Reflection on Theory

Thinking back to the beginning of this semester when I was unsure what exactly literary

criticism meant, I recall being very uneasy about what I was getting into. I imagined it would be

more complex and arduous than other forms of writing and analysis I’ve performed in the past,

but I’m glad to say after experiencing this semester that those fears were not true. 

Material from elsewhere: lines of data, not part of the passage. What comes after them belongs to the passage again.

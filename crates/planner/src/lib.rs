//! Query planner (§4.3). Walks the AST once, validating table/column names
//! against the catalog and coercing every WHERE/SET literal to the declared
//! type of the column it's compared against — once, here, rather than
//! re-guessing it on every row the executor visits.
//!
//! `SELECT` lowers to the fixed pipeline the executor expects: scan → filter
//! → (group-by or whole-input aggregate) → order by → limit → project.
//! There is no join or index-scan optimization to perform — this dialect has
//! neither multi-table FROM nor a planner-chosen access method, so `plan`
//! does name resolution and type coercion and stops there.

#[cfg(test)]
mod tests;

use catalog::{Catalog, IndexKind};
use common::{DbError, DbResult};
use expr::{BinaryOp, Expr};
use parser::{AggArg, AggFunc, ColumnDef, OrderByItem, SelectItem, Statement};
use storage::TableSchema;
use types::{SqlType, Value};

/// A single aggregate call resolved against a table's schema.
#[derive(Clone, Debug, PartialEq)]
pub struct AggregateSpec {
    pub func: AggFunc,
    pub arg: AggArg,
    pub label: String,
}

/// What the executor does to the filtered row stream before projecting it.
#[derive(Clone, Debug, PartialEq)]
pub enum Reduction {
    /// Rows pass through unchanged.
    None,
    /// The select list contains aggregates and no GROUP BY: the entire
    /// input collapses to a single row.
    Aggregate(Vec<AggregateSpec>),
    /// `GROUP BY keys`: one output row per distinct key tuple.
    GroupBy { keys: Vec<String>, aggregates: Vec<AggregateSpec> },
}

#[derive(Clone, Debug, PartialEq)]
pub enum PhysicalPlan {
    CreateTable {
        name: String,
        columns: Vec<ColumnDef>,
    },
    CreateIndex {
        table: String,
        index_name: String,
        column: String,
        kind: IndexKind,
        unique: bool,
    },
    DropIndex {
        name: String,
    },
    /// Values are positional in schema-column order, already coerced.
    Insert {
        table: String,
        values: Vec<Value>,
    },
    /// Assignments are `(column ordinal, coerced value)` pairs.
    Update {
        table: String,
        assignments: Vec<(usize, Value)>,
        predicate: Option<Expr>,
    },
    Delete {
        table: String,
        predicate: Option<Expr>,
    },
    Select {
        table: String,
        predicate: Option<Expr>,
        reduction: Reduction,
        order_by: Vec<OrderByItem>,
        limit: Option<u64>,
        projection: Vec<SelectItem>,
    },
}

/// Converts a parsed statement into an executor-ready plan.
pub fn plan(stmt: Statement, catalog: &Catalog) -> DbResult<PhysicalPlan> {
    match stmt {
        Statement::CreateTable { name, columns } => {
            if catalog.table_exists(&name) {
                return Err(DbError::Semantic(format!("table '{name}' already exists")));
            }
            Ok(PhysicalPlan::CreateTable { name, columns })
        }
        Statement::CreateIndex { name, table, column, unique } => {
            let meta = catalog.table(&table)?;
            if meta.schema.position(&column).is_none() {
                return Err(DbError::Semantic(format!(
                    "column '{column}' does not exist on table '{table}'"
                )));
            }
            if catalog.index_on_column(&table, &column).is_some() {
                return Err(DbError::Semantic(format!(
                    "column '{column}' on table '{table}' is already indexed"
                )));
            }
            Ok(PhysicalPlan::CreateIndex {
                table,
                index_name: name,
                column,
                kind: IndexKind::BTree,
                unique,
            })
        }
        Statement::DropIndex { name } => Ok(PhysicalPlan::DropIndex { name }),
        Statement::Insert { table, columns, values } => {
            let meta = catalog.table(&table)?;
            plan_insert(&table, columns, values, &meta.schema)
        }
        Statement::Update { table, assignments, selection } => {
            let meta = catalog.table(&table)?;
            let schema = &meta.schema;

            let resolved_assignments = assignments
                .into_iter()
                .map(|(name, expr)| {
                    let idx = schema.position(&name).ok_or_else(|| {
                        DbError::Semantic(format!(
                            "column '{name}' does not exist on table '{table}'"
                        ))
                    })?;
                    let ty = schema.columns[idx].data_type;
                    let value = coerce_literal(expr, ty)?;
                    Ok((idx, value))
                })
                .collect::<DbResult<Vec<_>>>()?;

            let predicate = selection.map(|e| coerce_predicate(e, schema)).transpose()?;

            Ok(PhysicalPlan::Update { table, assignments: resolved_assignments, predicate })
        }
        Statement::Delete { table, selection } => {
            let meta = catalog.table(&table)?;
            let predicate = selection.map(|e| coerce_predicate(e, &meta.schema)).transpose()?;
            Ok(PhysicalPlan::Delete { table, predicate })
        }
        Statement::Select { items, table, selection, group_by, order_by, limit } => {
            let meta = catalog.table(&table)?;
            let schema = &meta.schema;

            for item in &items {
                validate_select_item(item, schema)?;
            }
            for key in &group_by {
                if schema.position(key).is_none() {
                    return Err(DbError::Semantic(format!(
                        "unknown GROUP BY column '{key}'"
                    )));
                }
            }
            for item in &order_by {
                if schema.position(&item.column).is_none() && !has_matching_alias(&items, &item.column)
                {
                    return Err(DbError::Semantic(format!(
                        "unknown ORDER BY column '{}'",
                        item.column
                    )));
                }
            }

            let predicate = selection.map(|e| coerce_predicate(e, schema)).transpose()?;
            let aggregates = collect_aggregates(&items);

            let reduction = if !group_by.is_empty() {
                Reduction::GroupBy { keys: group_by, aggregates }
            } else if !aggregates.is_empty() {
                Reduction::Aggregate(aggregates)
            } else {
                Reduction::None
            };

            Ok(PhysicalPlan::Select {
                table,
                predicate,
                reduction,
                order_by,
                limit,
                projection: items,
            })
        }
    }
}

fn has_matching_alias(items: &[SelectItem], name: &str) -> bool {
    items.iter().any(|item| item.default_label() == name)
}

fn validate_select_item(item: &SelectItem, schema: &TableSchema) -> DbResult<()> {
    match item {
        SelectItem::Wildcard => Ok(()),
        SelectItem::Column(name) => {
            if schema.position(name).is_none() {
                return Err(DbError::Semantic(format!("unknown column '{name}'")));
            }
            Ok(())
        }
        SelectItem::Aggregate { arg: AggArg::Column(name), .. } => {
            if schema.position(name).is_none() {
                return Err(DbError::Semantic(format!("unknown column '{name}'")));
            }
            Ok(())
        }
        SelectItem::Aggregate { arg: AggArg::Star, .. } => Ok(()),
    }
}

fn collect_aggregates(items: &[SelectItem]) -> Vec<AggregateSpec> {
    items
        .iter()
        .filter_map(|item| match item {
            SelectItem::Aggregate { func, arg, alias } => Some(AggregateSpec {
                func: *func,
                arg: arg.clone(),
                label: alias.clone().unwrap_or_else(|| item.default_label()),
            }),
            _ => None,
        })
        .collect()
}

fn plan_insert(
    table: &str,
    columns: Vec<String>,
    values: Vec<Expr>,
    schema: &TableSchema,
) -> DbResult<PhysicalPlan> {
    if columns.len() != schema.columns.len() {
        return Err(DbError::Semantic(format!(
            "INSERT into '{table}' must name all {} columns, got {}",
            schema.columns.len(),
            columns.len()
        )));
    }

    let mut seen = std::collections::HashSet::new();
    for name in &columns {
        if !seen.insert(name.as_str()) {
            return Err(DbError::Semantic(format!("duplicate column '{name}' in INSERT")));
        }
        if schema.position(name).is_none() {
            return Err(DbError::Semantic(format!(
                "column '{name}' does not exist on table '{table}'"
            )));
        }
    }

    let mut ordered: Vec<Option<Value>> = vec![None; schema.columns.len()];
    for (name, expr) in columns.into_iter().zip(values) {
        let idx = schema.position(&name).unwrap();
        let ty = schema.columns[idx].data_type;
        ordered[idx] = Some(coerce_literal(expr, ty)?);
    }

    let values = ordered
        .into_iter()
        .enumerate()
        .map(|(i, v)| {
            v.ok_or_else(|| {
                DbError::Semantic(format!(
                    "missing value for column '{}'",
                    schema.columns[i].name
                ))
            })
        })
        .collect::<DbResult<Vec<_>>>()?;

    Ok(PhysicalPlan::Insert { table: table.to_string(), values })
}

fn coerce_literal(expr: Expr, ty: SqlType) -> DbResult<Value> {
    match expr {
        Expr::Literal(value) => value
            .coerce_to(ty)
            .ok_or_else(|| DbError::Semantic(format!("value {value:?} is not a valid {ty}"))),
        other => Err(DbError::Semantic(format!("expected a literal value, got {other:?}"))),
    }
}

/// Walks a WHERE/SET condition tree, coercing each literal that appears
/// opposite a column reference to that column's declared type.
fn coerce_predicate(expr: Expr, schema: &TableSchema) -> DbResult<Expr> {
    match expr {
        Expr::Binary { left, op, right } if op.is_logical() => Ok(Expr::Binary {
            left: Box::new(coerce_predicate(*left, schema)?),
            op,
            right: Box::new(coerce_predicate(*right, schema)?),
        }),
        Expr::Binary { left, op, right } => coerce_comparison(*left, op, *right, schema),
        Expr::Unary { op, expr } => {
            Ok(Expr::Unary { op, expr: Box::new(coerce_predicate(*expr, schema)?) })
        }
        other => Ok(other),
    }
}

fn coerce_comparison(left: Expr, op: BinaryOp, right: Expr, schema: &TableSchema) -> DbResult<Expr> {
    let column_type = match (&left, &right) {
        (Expr::Column { name, .. }, _) | (_, Expr::Column { name, .. }) => schema
            .type_of(name)
            .ok_or_else(|| DbError::Semantic(format!("unknown column '{name}'")))?,
        _ => {
            return Ok(Expr::Binary { left: Box::new(left), op, right: Box::new(right) });
        }
    };

    let coerce_side = |side: Expr| -> DbResult<Expr> {
        match side {
            Expr::Literal(value) => {
                let coerced = value.coerce_to(column_type).ok_or_else(|| {
                    DbError::Semantic(format!("value {value:?} is not a valid {column_type}"))
                })?;
                Ok(Expr::Literal(coerced))
            }
            other => Ok(other),
        }
    };

    Ok(Expr::Binary { left: Box::new(coerce_side(left)?), op, right: Box::new(coerce_side(right)?) })
}
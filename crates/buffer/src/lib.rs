//! Buffer cache (L3, §4.6) and table-level record storage (L5, §4.7) for
//! the single-file heap. Colocated in one crate because `TableStore` is
//! the cache's only real consumer in this design, and `storage` cannot
//! depend back on this crate.

mod cache;
mod table_store;

pub use cache::{BufferCache, CacheStats, EvictionLogEntry};
pub use table_store::TableStore;
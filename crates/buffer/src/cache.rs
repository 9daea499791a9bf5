//! In-memory page cache sitting in front of the page manager (§4.6).
//! Tracks hit/miss/eviction counters and a bounded eviction log the way
//! the reference cache manager does, with three pluggable replacement
//! policies.

use common::EvictionPolicy;
use std::collections::HashMap;
use std::time::Instant;
use storage::{Page, PageManager};

use common::DbResult;

#[derive(Debug, Clone)]
struct CacheEntry {
    page: Page,
    access_time: Instant,
    access_count: u64,
    is_dirty: bool,
    score: f64,
    /// Monotonic insertion tick, used to break ties for FIFO eviction.
    inserted_at: u64,
}

#[derive(Debug, Clone, Copy, Default)]
pub struct CacheStats {
    pub hits: u64,
    pub misses: u64,
    pub evictions: u64,
    pub total_requests: u64,
}

impl CacheStats {
    pub fn hit_rate(&self) -> f64 {
        if self.total_requests == 0 {
            0.0
        } else {
            self.hits as f64 / self.total_requests as f64
        }
    }

    pub fn miss_rate(&self) -> f64 {
        1.0 - self.hit_rate()
    }
}

#[derive(Debug, Clone)]
pub struct EvictionLogEntry {
    pub page_id: u32,
    pub access_count: u64,
    pub score: f64,
    pub was_dirty: bool,
}

/// LRU/FIFO/LRFU page cache. Owns the `PageManager` so it can transparently
/// fault pages in on miss and flush dirty pages on eviction.
pub struct BufferCache {
    page_manager: PageManager,
    max_size: usize,
    policy: EvictionPolicy,
    decay: f64,
    entries: HashMap<u32, CacheEntry>,
    /// LRU/FIFO ordering, most-recently-used at the back. LRFU does not use
    /// this list; it scans `entries` for the minimum score instead.
    order: Vec<u32>,
    stats: CacheStats,
    eviction_log: Vec<EvictionLogEntry>,
    tick: u64,
}

const EVICTION_LOG_CAP: usize = 256;

impl BufferCache {
    pub fn new(page_manager: PageManager, max_size: usize, policy: EvictionPolicy, decay: f64) -> Self {
        assert!(max_size > 0, "buffer pool must hold at least one page");
        Self {
            page_manager,
            max_size,
            policy,
            decay,
            entries: HashMap::new(),
            order: Vec::new(),
            stats: CacheStats::default(),
            eviction_log: Vec::new(),
            tick: 0,
        }
    }

    pub fn page_manager_mut(&mut self) -> &mut PageManager {
        &mut self.page_manager
    }

    pub fn stats(&self) -> CacheStats {
        self.stats
    }

    pub fn eviction_log(&self, limit: usize) -> &[EvictionLogEntry] {
        let start = self.eviction_log.len().saturating_sub(limit);
        &self.eviction_log[start..]
    }

    pub fn allocate_page(&mut self, page_type: storage::PageType, table_name: &str) -> DbResult<u32> {
        let id = self.page_manager.allocate(page_type, table_name)?;
        let page = self.page_manager.read(id)?;
        self.insert_entry(id, page, false)?;
        Ok(id)
    }

    pub fn get_page(&mut self, page_id: u32) -> DbResult<&Page> {
        self.stats.total_requests += 1;
        if self.entries.contains_key(&page_id) {
            self.stats.hits += 1;
            self.touch(page_id);
            tracing::trace!(page_id, hit = true, "buffer cache read");
        } else {
            self.stats.misses += 1;
            let page = self.page_manager.read(page_id)?;
            self.insert_entry(page_id, page, false)?;
            tracing::trace!(page_id, hit = false, "buffer cache read");
        }
        Ok(&self.entries[&page_id].page)
    }

    pub fn put_page(&mut self, page_id: u32, page: Page, is_dirty: bool) -> DbResult<()> {
        if let Some(entry) = self.entries.get_mut(&page_id) {
            entry.page = page;
            entry.is_dirty = is_dirty || entry.is_dirty;
            entry.access_time = Instant::now();
            entry.access_count += 1;
            if self.policy == EvictionPolicy::Lru {
                self.move_to_back(page_id);
            }
            Ok(())
        } else {
            self.insert_entry(page_id, page, is_dirty)
        }
    }

    pub fn mark_dirty(&mut self, page_id: u32) {
        if let Some(entry) = self.entries.get_mut(&page_id) {
            entry.is_dirty = true;
        }
    }

    pub fn flush_page(&mut self, page_id: u32) -> DbResult<()> {
        if let Some(entry) = self.entries.get_mut(&page_id) {
            if entry.is_dirty {
                self.page_manager.write(page_id, &entry.page)?;
                entry.is_dirty = false;
            }
        }
        Ok(())
    }

    pub fn flush_all(&mut self) -> DbResult<()> {
        let dirty: Vec<u32> = self
            .entries
            .iter()
            .filter(|(_, e)| e.is_dirty)
            .map(|(id, _)| *id)
            .collect();
        for id in dirty {
            self.flush_page(id)?;
        }
        self.page_manager.sync()
    }

    pub fn remove_page(&mut self, page_id: u32) -> DbResult<()> {
        if let Some(entry) = self.entries.remove(&page_id) {
            if entry.is_dirty {
                self.page_manager.write(page_id, &entry.page)?;
            }
            self.order.retain(|id| *id != page_id);
        }
        Ok(())
    }

    pub fn clear_cache(&mut self) -> DbResult<()> {
        self.flush_all()?;
        self.entries.clear();
        self.order.clear();
        Ok(())
    }

    fn insert_entry(&mut self, page_id: u32, page: Page, is_dirty: bool) -> DbResult<()> {
        if self.entries.len() >= self.max_size && !self.entries.contains_key(&page_id) {
            self.evict_one()?;
        }
        self.tick += 1;
        self.entries.insert(
            page_id,
            CacheEntry {
                page,
                access_time: Instant::now(),
                access_count: 1,
                is_dirty,
                score: 1.0,
                inserted_at: self.tick,
            },
        );
        self.order.push(page_id);
        Ok(())
    }

    fn touch(&mut self, page_id: u32) {
        let entry = self.entries.get_mut(&page_id).expect("entry must exist");
        entry.access_time = Instant::now();
        entry.access_count += 1;
        if self.policy == EvictionPolicy::Lrfu {
            entry.score = self.decay * entry.score + 1.0;
        }
        if self.policy == EvictionPolicy::Lru {
            self.move_to_back(page_id);
        }
    }

    fn move_to_back(&mut self, page_id: u32) {
        self.order.retain(|id| *id != page_id);
        self.order.push(page_id);
    }

    fn evict_one(&mut self) -> DbResult<()> {
        let victim = match self.policy {
            EvictionPolicy::Lru | EvictionPolicy::Fifo => self.order.first().copied(),
            EvictionPolicy::Lrfu => self
                .entries
                .iter()
                .min_by(|a, b| a.1.score.partial_cmp(&b.1.score).unwrap())
                .map(|(id, _)| *id),
        };
        let Some(victim) = victim else { return Ok(()) };
        let entry = self.entries.remove(&victim).expect("victim must be cached");
        self.order.retain(|id| *id != victim);

        if entry.is_dirty {
            self.page_manager.write(victim, &entry.page)?;
        }

        self.stats.evictions += 1;
        self.eviction_log.push(EvictionLogEntry {
            page_id: victim,
            access_count: entry.access_count,
            score: entry.score,
            was_dirty: entry.is_dirty,
        });
        if self.eviction_log.len() > EVICTION_LOG_CAP {
            let drop = self.eviction_log.len() - EVICTION_LOG_CAP;
            self.eviction_log.drain(0..drop);
        }
        tracing::debug!(page_id = victim, policy = ?self.policy, "evicted page from buffer cache");
        Ok(())
    }
}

One of the biggest strengths I believe I’ve cultivated this semester has absolutely been

my ability to apply the theories I choose to certain works of literature. It’s a new aspect of

writing for me taking a text as a whole into consideration to apply a theory to it, but I believe

I’ve come pretty far since the start of the class. My first essay in which I applied psychoanalytic

theory to “The Swimmer”, I was particularly proud of and felt very comfortable being able to

incorporate some of my background in psychology to help me in doing so. Likewise, I also feel

that I’ve come to get a very strong grasp on other theories that I’m more aware of, including

Marxist, feminist, and queer theory, as well as others I’m not as familiar with like

poststructuralism or existentialism. When writing the most recent essay three, I feel I’ve grown

very comfortable with the terminology and concepts of existentialism, which I was only familiar

with in a philosophical sense prior to this. I’ve found that by applying these more complex

theories to stories I would normally give a surface level reading to, it’s given me the opportunity

to find bits of the story I never would have thought of otherwise.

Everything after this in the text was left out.